Saturday 24 October 2015

my best-friend always. | 24.10.15

Always & Forever 

I have grown up so blessed with the people that have raised me. I have always been loved, safe and cherished. I do not think i could of had a better mother then mine; everything she did in her life was all about my brother and I. Everything she did was to give us a safe, loving home. I have always known and loved her for that BUT i have not appreciated it more than this moment. It only hit me today, i know 6 weeks in, that i am not with my mum everyday. I am not just around the corner or at the end of the hall. 

We have a bond that is unbreakable; distance or time will never break it. I have always said she is my best friend but it is only now i am realizing how true this is. She is my best best best friend. There is no body who i can trust, rely on or love more than her. 

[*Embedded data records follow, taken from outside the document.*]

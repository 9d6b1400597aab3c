//! Slate API: run registry and REST endpoints
pub mod config;
pub mod handlers;
pub mod metrics;
pub mod middleware;
pub mod store;

pub use config::ServerConfig;
pub use metrics::StageMetrics;
pub use store::{CreateRun, RunStore, StoreError};

use std::sync::Arc;

use axum::{
    routing::{get, post},
    Router,
};
use slate_stages::FixtureSource;

pub fn create_app(store: Arc<RunStore>) -> Router {
    Router::new()
        .route("/runs", post(handlers::create_run))
        .route("/runs/{id}", get(handlers::get_run))
        .route("/runs/{id}/stages", get(handlers::list_stages))
        .route("/runs/{id}/resume", post(handlers::resume_run))
        .route("/runs/{id}/artifacts", get(handlers::list_artifacts))
        .route("/runs/{id}/ssr", get(handlers::get_ssr))
        .route("/health", get(handlers::health))
        .route("/metrics", get(handlers::metrics))
        .layer(middleware::trace())
        .layer(middleware::cors())
        .with_state(store)
}

/// Store backed by the built-in fixture content
pub fn default_store(config: ServerConfig) -> anyhow::Result<Arc<RunStore>> {
    let metrics = StageMetrics::new()?;
    Ok(Arc::new(RunStore::new(
        config,
        Arc::new(FixtureSource::default()),
        metrics,
    )))
}

pub async fn run(config: ServerConfig) -> anyhow::Result<()> {
    let addr = config.addr.clone();
    let app = create_app(default_store(config)?);
    let listener = tokio::net::TcpListener::bind(&addr).await?;

    tracing::info!("Slate API listening on {}", addr);
    axum::serve(listener, app).await?;
    Ok(())
}
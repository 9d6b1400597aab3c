//! Numeric rule checks used outside the simulation stage
//!
//! Hook distance gates the "hooks" stage; placement coverage gates "qa".

use crate::gate::{below, GateCheck, GateEvaluation};
use crate::profile::QualityProfile;

/// A hook must be novel enough and far enough from the existing corpus.
pub fn enforce_distance(novelty: f64, min_distance: f64, profile: &QualityProfile) -> GateEvaluation {
    if below(novelty, profile.novelty_floor) {
        return GateEvaluation::fail(
            GateCheck::Novelty,
            format!("Novelty {:.2} below floor {}", novelty, profile.novelty_floor),
        );
    }

    if !(min_distance < profile.hook_distance_max) {
        return GateEvaluation::fail(GateCheck::HookDistance, "Hook too similar to existing corpus");
    }

    GateEvaluation::pass()
}

/// Placement coverage must reach the profile's target before packaging.
pub fn enforce_coverage(coverage: f64, profile: &QualityProfile) -> GateEvaluation {
    if below(coverage, profile.coverage_target) {
        return GateEvaluation::fail(
            GateCheck::Coverage,
            format!(
                "Coverage {:.2} below target {}",
                coverage, profile.coverage_target
            ),
        );
    }
    GateEvaluation::pass()
}
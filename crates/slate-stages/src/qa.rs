use std::sync::Arc;

use serde_json::json;
use slate_core::{async_trait, RunContext, RunStage, StageHandler};
use slate_quality::{enforce_coverage, QualityProfile};

use crate::error::GateViolation;
use crate::runtime::{ArtifactEnvelope, PipelineRuntime};
use crate::source::ContentSource;

/// Placement coverage must reach the profile target
pub struct QaStage {
    source: Arc<dyn ContentSource>,
    profile: QualityProfile,
}

impl QaStage {
    pub fn new(source: Arc<dyn ContentSource>, profile: QualityProfile) -> Self {
        Self { source, profile }
    }
}

#[async_trait]
impl StageHandler<PipelineRuntime> for QaStage {
    async fn handle(&self, context: &RunContext, runtime: &mut PipelineRuntime) -> anyhow::Result<()> {
        let coverage = self.source.placement_coverage(context)?;
        let gate = enforce_coverage(coverage, &self.profile);
        runtime.coverage = Some(coverage);

        let report = json!({
            "coverage": coverage,
            "coverage_target": self.profile.coverage_target,
            "ok": gate.ok,
            "reason": gate.reason,
        });
        runtime.push_artifact(ArtifactEnvelope::json(
            RunStage::Qa,
            "qa_report",
            serde_json::to_string_pretty(&report)?,
        ));

        match gate.reason {
            Some(reason) => Err(GateViolation::new(RunStage::Qa, vec![reason]).into()),
            None => Ok(()),
        }
    }
}
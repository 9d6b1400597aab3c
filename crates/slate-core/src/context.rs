//! Run context: identity of a run plus the progress of every stage
use chrono::{DateTime, Utc};

use crate::snapshot::RunStateSnapshot;
use crate::stage::{RunStage, StageProgress, StageStatus};

/// Parameters accepted by `StageLifecycle::initialize_context`.
#[derive(Debug, Clone)]
pub struct RunParams {
    pub run_id: String,
    pub tenant_id: String,
    pub source_url: String,
    pub anchor_set_version: String,
    pub model_revision: String,
    pub locale: String,
    pub currency: String,
    pub autopilot_enabled: bool,
}

impl RunParams {
    pub fn new(
        run_id: impl Into<String>,
        tenant_id: impl Into<String>,
        source_url: impl Into<String>,
    ) -> Self {
        Self {
            run_id: run_id.into(),
            tenant_id: tenant_id.into(),
            source_url: source_url.into(),
            anchor_set_version: "andronoma-sim-v1".to_string(),
            model_revision: "2024-10-01".to_string(),
            locale: "en-US".to_string(),
            currency: "USD".to_string(),
            autopilot_enabled: true,
        }
    }

    pub fn anchor_set_version(mut self, version: impl Into<String>) -> Self {
        self.anchor_set_version = version.into();
        self
    }

    pub fn model_revision(mut self, revision: impl Into<String>) -> Self {
        self.model_revision = revision.into();
        self
    }

    pub fn locale(mut self, locale: impl Into<String>) -> Self {
        self.locale = locale.into();
        self
    }

    pub fn currency(mut self, currency: impl Into<String>) -> Self {
        self.currency = currency.into();
        self
    }

    pub fn autopilot(mut self, enabled: bool) -> Self {
        self.autopilot_enabled = enabled;
        self
    }
}

/// State of one run.
///
/// Stage progress is stored in lifecycle order, one entry per stage
/// definition, and is only mutated by the lifecycle engine.
#[derive(Debug, Clone, PartialEq)]
pub struct RunContext {
    pub run_id: String,
    pub tenant_id: String,
    pub source_url: String,
    pub anchor_set_version: String,
    pub model_revision: String,
    pub locale: String,
    pub currency: String,
    pub created_at: DateTime<Utc>,
    pub(crate) updated_at: DateTime<Utc>,
    pub(crate) current_stage: RunStage,
    pub autopilot_enabled: bool,
    pub(crate) stages: Vec<StageProgress>,
}

impl RunContext {
    pub fn current_stage(&self) -> RunStage {
        self.current_stage
    }

    pub fn updated_at(&self) -> DateTime<Utc> {
        self.updated_at
    }

    /// Stage progress in lifecycle order
    pub fn stages(&self) -> &[StageProgress] {
        &self.stages
    }

    pub fn progress(&self, stage: RunStage) -> Option<&StageProgress> {
        self.stages.iter().find(|progress| progress.stage == stage)
    }

    pub fn status_of(&self, stage: RunStage) -> Option<StageStatus> {
        self.progress(stage).map(|progress| progress.status)
    }

    /// Stage currently waiting for a manual resume, if any
    pub fn blocked_stage(&self) -> Option<RunStage> {
        self.stages
            .iter()
            .find(|progress| progress.status == StageStatus::Blocked)
            .map(|progress| progress.stage)
    }

    pub fn active_count(&self) -> usize {
        self.stages
            .iter()
            .filter(|progress| progress.status == StageStatus::Active)
            .count()
    }

    pub fn is_failed(&self) -> bool {
        self.current_stage == RunStage::Failed
    }

    /// True once the run failed or its last stage completed.
    pub fn is_terminal(&self) -> bool {
        self.is_failed()
            || self
                .stages
                .last()
                .map(|progress| progress.status == StageStatus::Completed)
                .unwrap_or(false)
    }

    pub fn snapshot(&self) -> RunStateSnapshot {
        RunStateSnapshot {
            run_id: self.run_id.clone(),
            tenant_id: self.tenant_id.clone(),
            anchor_set_version: self.anchor_set_version.clone(),
            model_revision: self.model_revision.clone(),
            url: self.source_url.clone(),
            locale: self.locale.clone(),
            currency: self.currency.clone(),
            created_at: self.created_at,
            updated_at: self.updated_at,
            current_stage: self.current_stage,
            autopilot_enabled: self.autopilot_enabled,
            stages: self.stages.clone(),
        }
    }
}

I guess this is apart of growing up and realizing what you've got. My mum would have to be one of the most selfless, strong, independent, hard working mum's out there. I don't even know where to start when I explain the amazing things she does day in and day out. She has raised so many children in her time; biological, family or strangers. She's taken in strangers children, her family children and my friends in their need. 

Relationships aren't perfect, everyone has issues but i can truly say 95% of our relationship, is amazing. I appreciate my mum more than i could ever express on here. 

I think now being away from her, i have realized, you have ONE mum. Thats it. I made the decision to leave home for awhile, not because i wasn't happy at home or i didn't want to live there anymore, just because it was the journey i needed to take. My mum has supported me 100% the whole way, even if her own feelings were saying she doesn't want me to go. That shows how selfless she truly is.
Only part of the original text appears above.